The Rise, Fall, and Metamorphosis of No Doc Mortgages

No-Doc Mortgages (AKA SISA, NINA, or NINJA loans) can be approved without any income-verifying documentation. The borrower’s signature on the loan application counts as testimony that everything the borrower writes on the application is accurate with no further verification needed. This was the most sought-after unconventional loan product in the early 2000’s before the financial crisis in 2008.

No-Doc mortgages are now forbidden by law. Currently, lenders are required to verify a borrower’s income by evaluating bank statements, averaging deposits, and receiving a letter from their accountant or tax attorney.

Originally Intended Purpose of No Doc Mortgages

No-Doc mortgages were originally designed to facilitate home buying for business owners with sufficient cash flow to make payments but too many tax write-offs to qualify for a traditional mortgage. They were also designed to reduce the stress of processing for both lenders and applicants when dealing with a complicated financial position.

No-Doc mortgages began to be misused as lenders started making sub-prime loans with low credit score, low assets, and no down payment requirement. This was all to approve more loan applications faster with higher profits. They had withdrawn the “safety nets” that kept these loans secure.

Non-Prime Lenders for Non-Traditional Borrowers

Non-prime lenders are coming back into the market after the financial crisis and they are taking the place of the sub-prime lenders of the past. Non-prime lenders produce alternative documentation loan programs aimed toward non-traditional clients in unconventional financial situations.

Both Non-prime and Non-QM (Qualified Mortgage – loan application standards to ensure likelihood of repayment) lenders offer great substitute loan products for borrowers that don’t conform to the requirements of traditional mortgage programs.


Alt Doc Loans Fit Specific Needs

Alternative Documentation loans (AKA Lite-doc loans) are the present-day counterpart to No-Doc loans, though they are much different and have been successful so far. They are useful when a borrower has the capability to pay for a mortgage, but their income documentation is unconventional. Alt Doc loans cater to the specific needs of borrowers in unique financial positions.

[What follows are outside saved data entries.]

//! Stage 2: technical architecture classification.
//!
//! Seven dimensions per proposal plus a confidence grade, in batches of ten.
//! A row that omits a dimension gets `Unknown` for it; a batch that fails
//! outright gets the full default set with confidence `low`.

use std::fmt::Write as _;

use serde::Deserialize;
use serde_json::Value;

use propsight_core::{Proposal, UNKNOWN};

use crate::client::Completion;
use crate::stages::{self, StageReport, StringOrList};

pub const BATCH_SIZE: usize = 10;

const MAX_TOKENS: u32 = 8192;

#[derive(Deserialize)]
struct Row {
    proposal_index: usize,
    #[serde(default)]
    architecture_pattern: Option<String>,
    #[serde(default)]
    reasoning_pattern: Option<String>,
    #[serde(default)]
    execution_pattern: Option<String>,
    #[serde(default)]
    knowledge_representation: Option<StringOrList>,
    #[serde(default)]
    input_modalities: Option<StringOrList>,
    #[serde(default)]
    tool_integration: Option<String>,
    #[serde(default)]
    human_oversight: Option<String>,
    #[serde(default)]
    confidence: Option<String>,
}

pub async fn classify<C: Completion>(client: &C, records: &mut [Proposal]) -> StageReport {
    stages::run_batches(
        client,
        records,
        BATCH_SIZE,
        MAX_TOKENS,
        build_prompt,
        apply_rows,
        fill_defaults,
    )
    .await
}

fn apply_rows(batch: &mut [Proposal], payload: Value) -> bool {
    let Ok(rows) = serde_json::from_value::<Vec<Row>>(payload) else {
        return false;
    };
    for row in rows {
        let Some(record) = batch.get_mut(row.proposal_index.wrapping_sub(1)) else {
            continue;
        };
        record.architecture_pattern = or_unknown(row.architecture_pattern);
        record.reasoning_pattern = or_unknown(row.reasoning_pattern);
        record.execution_pattern = or_unknown(row.execution_pattern);
        record.knowledge_representation = join_or_unknown(row.knowledge_representation);
        record.input_modalities = join_or_unknown(row.input_modalities);
        record.tool_integration = or_unknown(row.tool_integration);
        record.human_oversight = or_unknown(row.human_oversight);
        record.architecture_confidence =
            row.confidence.unwrap_or_else(|| "unknown".to_string());
    }
    true
}

fn or_unknown(value: Option<String>) -> String {
    value.unwrap_or_else(|| UNKNOWN.to_string())
}

fn join_or_unknown(value: Option<StringOrList>) -> String {
    value.map(StringOrList::join).unwrap_or_else(|| UNKNOWN.to_string())
}

fn fill_defaults(record: &mut Proposal) {
    record.architecture_pattern = UNKNOWN.to_string();
    record.reasoning_pattern = UNKNOWN.to_string();
    record.execution_pattern = UNKNOWN.to_string();
    record.knowledge_representation = UNKNOWN.to_string();
    record.input_modalities = UNKNOWN.to_string();
    record.tool_integration = UNKNOWN.to_string();
    record.human_oversight = UNKNOWN.to_string();
    record.architecture_confidence = "low".to_string();
}

fn build_prompt(batch: &[Proposal]) -> String {
    let mut prompt = String::from(
        "Classify the technical architecture of each proposed AI system below.\n\n\
         Dimensions and allowed values:\n\
         - architecture_pattern: Single LLM Call | Prompt Chain | Router | \
         RAG Pipeline | Agent with Tools | Multi-Agent System\n\
         - reasoning_pattern: Direct Generation | Chain-of-Thought | ReAct | \
         Plan-and-Execute | Reflection\n\
         - execution_pattern: Interactive | On-Demand | Scheduled | \
         Event-Driven | Continuous\n\
         - knowledge_representation (one or more): Prompt Context | \
         Vector Store | Knowledge Graph | Structured Database | None\n\
         - input_modalities (one or more): Text | Image | Audio | Video | \
         Structured Data | Code\n\
         - tool_integration: No Tools | Read-Only APIs | Write/Action APIs | \
         Multi-System Integration | Workflow Automation\n\
         - human_oversight: Fully Autonomous | Human Monitoring | \
         Human Escalation | Human Approval Gate | Co-Pilot\n\
         - confidence: high | medium | low\n\n\
         Proposals:\n\n",
    );
    for (i, p) in batch.iter().enumerate() {
        let _ = writeln!(
            prompt,
            "{}. \"{}\" ({})\n   Functionality: {}\n   Problem solving: {}\n   \
             Existing tooling: {}\n",
            i + 1,
            p.proposal_name,
            p.company,
            stages::excerpt(&p.functionality, 400),
            stages::excerpt(&p.problem_solving, 300),
            stages::excerpt(&p.existing_tooling, 200),
        );
    }
    prompt.push_str(
        "\nReturn a JSON array with one object per proposal, each with a \
         1-based \"proposal_index\" and every dimension above. \
         knowledge_representation and input_modalities may be arrays. \
         Return ONLY the JSON array.",
    );
    prompt
}

#[cfg(test)]
mod tests {
    use super::*;
    use crate::stages::testing::ScriptedCompletion;

    fn records(n: usize) -> Vec<Proposal> {
        (0..n)
            .map(|i| Proposal::new(format!("company-{i}"), format!("proposal-{i}")))
            .collect()
    }

    #[tokio::test]
    async fn merges_all_dimensions() {
        let client = ScriptedCompletion::replying(&[r#"[{
            "proposal_index": 1,
            "architecture_pattern": "Agent with Tools",
            "reasoning_pattern": "ReAct",
            "execution_pattern": "On-Demand",
            "knowledge_representation": ["Vector Store", "Prompt Context"],
            "input_modalities": ["Text", "Image"],
            "tool_integration": "Write/Action APIs",
            "human_oversight": "Human Approval Gate",
            "confidence": "high"
        }]"#]);
        let mut batch = records(1);

        let report = classify(&client, &mut batch).await;

        assert_eq!(report.failed_batches, 0);
        let p = &batch[0];
        assert_eq!(p.architecture_pattern, "Agent with Tools");
        assert_eq!(p.knowledge_representation, "Vector Store, Prompt Context");
        assert_eq!(p.input_modalities, "Text, Image");
        assert_eq!(p.human_oversight, "Human Approval Gate");
        assert_eq!(p.architecture_confidence, "high");
    }

    #[tokio::test]
    async fn missing_dimensions_become_unknown() {
        let client = ScriptedCompletion::replying(&[
            r#"[{"proposal_index": 1, "architecture_pattern": "Router"}]"#,
        ]);
        let mut batch = records(1);

        classify(&client, &mut batch).await;

        assert_eq!(batch[0].architecture_pattern, "Router");
        assert_eq!(batch[0].reasoning_pattern, UNKNOWN);
        assert_eq!(batch[0].input_modalities, UNKNOWN);
        assert_eq!(batch[0].architecture_confidence, "unknown");
    }

    #[tokio::test]
    async fn failed_batch_gets_low_confidence_defaults() {
        let client = ScriptedCompletion::replying(&["not json"]);
        let mut batch = records(2);

        let report = classify(&client, &mut batch).await;

        assert_eq!(report.failed_batches, 1);
        for p in &batch {
            assert_eq!(p.architecture_pattern, UNKNOWN);
            assert_eq!(p.architecture_confidence, "low");
        }
    }

    #[tokio::test]
    async fn batches_of_ten() {
        let client = ScriptedCompletion::replying(&["[]", "[]", "[]"]);
        let mut batch = records(21);

        let report = classify(&client, &mut batch).await;

        assert_eq!(report.batches, 3);
    }
}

Alt Doc loans are more expensive than traditional loans because the demand is high and such loans are perceived as more risky than traditional loans by lenders. However, current low mortgage rates are sufficient to make even alt-doc loans affordable.


Stated Income Loans

Stated Income loans are a forms of alt doc loans that do not require the lender to authenticate borrower income at all. Instead, loans are issued according to the income stated on the loan application. This type of loan was also sought-after among borrowers that had difficulty fully verifying their income in the early 2000’s before the financial crisis and was made illegal by the 2010 Dodd Frank Act. Lenders were meant to only issue loans if applicants could assure ability-to-repay some other way, but underwriting standards declined and Stated Income loans became a threat to the housing market.

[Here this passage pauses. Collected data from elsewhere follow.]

//! Export of query results to delimited text.
//!
//! This module streams the result of a SELECT built from a
//! [`QuerySpec`](crate::query::QuerySpec) to files, async writers, or memory.
//!
//! # Architecture
//!
//! 1. Take a best-effort row estimate of the main table (logged, never fatal)
//! 2. Build the SELECT with its JOINs
//! 3. Ask the store for the result as `CSVWithNames` with the chosen delimiter
//! 4. Copy the response chunk by chunk into the sink, counting lines
//!
//! # Example
//!
//! ```no_run
//! use clickflat::export::{export_to_file, CsvExportOptions};
//! use clickflat::query::{JoinSpec, JoinType, QuerySpec};
//! use clickflat::store::StoreConnection;
//! use std::path::Path;
//!
//! # async fn example(conn: &StoreConnection) -> Result<(), Box<dyn std::error::Error>> {
//! let spec = QuerySpec::new("users", &["users.id", "orders.total"])
//!     .join(JoinSpec::new("orders", JoinType::Left, "users.id = orders.user_id"))
//!     .delimiter(';');
//!
//! let result = export_to_file(conn, &spec, Path::new("/tmp/users.csv"), &CsvExportOptions::default()).await?;
//!
//! println!("Exported {} lines", result.row_count);
//! # Ok(())
//! # }
//! ```

pub mod csv;

pub use csv::{
    export_to_file, export_to_list, export_to_stream, preview, CsvExportOptions, ExportError,
    LineCounter, QueryPreview,
};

However, Stated Income loans survived the housing bubble with a few limitations. There are two prominent, present-day, alt doc equivalents to Stated Income loans offered by non-prime and non-QM lenders; Cash Flow loans and Bank Statement Loans. These are designed to allow self-employed borrowers, independent contractors, investors, and seasonal income borrowers with unconventional or complicated income documentation to qualify for home loans.


Cash Flow Loans

Because the law that dictates income verification requirements for home loans only applies to owner-occupied housing, investors in real estate can acquire mortgages on investment properties without presenting income documentation. These loans are underwritten by lenders according to the expected cash flow or rental income of the property.

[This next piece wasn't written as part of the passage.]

//! Store gateway: the live connection plus the supported-type cache.

pub mod catalog;
pub mod connection;

pub use catalog::{TypeCatalog, TypeFamily};
pub use connection::{ColumnDescriptor, RowEstimate, StoreConnection, ESTIMATE_SENTINEL};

Lenders look at a borrower’s personal credit history, type of property, and quantity of down payment when deciding on rates or whether to issue a loan. Cash Flow loans have higher interest rates and down payment requirements than traditional home loans. They also may only be accessible to property managers or people with a history of rental ownership.

Cash Flow loans can be quite useful for property investors wanting to save capital for other investments instead of tying it up in a property. It allows for more adaptability.


Bank Statement Loans

Bank Statement loans allow lenders to make loans that don’t follow the Ability-to-Repay (ATR) rule that requires lenders to make a legitimate effort to verify a borrower’s ability to repay a loan. They are, essentially, Stated Income loans for self-employed borrowers. There is no requirement to present tax returns, eliminating the interference of write-offs by requiring only bank deposits to figure out borrower income

These loans come with higher down payment requirements and interest rates than traditional loans, but the tradeoff may be worth it. It is always an option to refinance into a conventional loan with a lower rate in the future when you can report more income on your tax returns.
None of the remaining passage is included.